COVID-19: NCDC Changes Gear, Issues New Discharge Protocol

The Director General of the Nigeria centre for Disease Control (NCDC), Dr. Chikwe Ihekweazu has issued a new set of guidelines for the discharge of Coronavirus (COVID-19) patients in treatment centres across the country. At the regular Press Briefing of the Presidential Task Force for COVID-19, he said that COVID-19 patients would no longer require a negative test result before being discharged.

Recall that when the whole pandemic started, the discharge criterion by the NCDC included two consecutive negative tests. Last month however the process was reviewed to one negative test. Ihekweazu, explained that, with new knowledge on the duration of the virus, it had become unnecessary to keep COVID-19 patients in treatment centres until they tested negative.

Hear him, “The two critical groups of patients are symptomatic and asymptomatic. For symptomatic patients, they may now be discharged at least 10 days after symptom onset and at least three days without symptom. So, if you are symptomatic, you can be discharged if you have had three days without symptoms in addition to at least 10 days of symptoms. If your symptoms stay longer, we will wait for longer while managing you supportively.

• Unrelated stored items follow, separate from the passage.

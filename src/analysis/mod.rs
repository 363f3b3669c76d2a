//! Analysis passes for polyhedral optimization.

pub mod scop;
pub mod dependence;

#[cfg(test)]
pub(crate) mod fixtures;

pub use scop::{BuildReport, ScopBuilder};
pub use dependence::{
    compute_dependences, DependenceAnalysis, DependenceKind, DependenceMap, DependenceSet, Hazard,
    Precision, SourceTracking,
};

use crate::frontend::LiftedRegion;
use crate::ir::Scop;

/// Build the SCoP of a lifted region with the process-wide id allocator.
pub fn extract_scop(region: &LiftedRegion) -> (Option<Scop>, BuildReport) {
    ScopBuilder::new().build(region)
}

/// Compute the dependences of a SCoP and store them on it.
pub fn analyze_dependences(scop: &mut Scop) -> &DependenceSet {
    let deps = compute_dependences(scop);
    scop.dependences.insert(deps)
}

“If you are asymptomatic, you can be discharged 14 days after your first positive test, with confidence that you can go home and you are no longer infective and you are not putting anyone else at risk. So, we no longer have to wait for a negative test to discharge.”

He further said that medical professionals were ignoring the new guidelines due to their attachment to the previous protocols, adding that the science showed that 10 days without symptoms was sufficient to discharge patients. On post-discharge management, he noted that only asymptomatic patients would be discharged.

Again he said, “We are not suggesting that people are discharged while they are still symptomatic, so we are talking about discharging people that are asymptomatic and have recovered,” adding that the reviewed guidelines are in line with the findings of the World Health Organisation (WHO), which of course is based on a new research.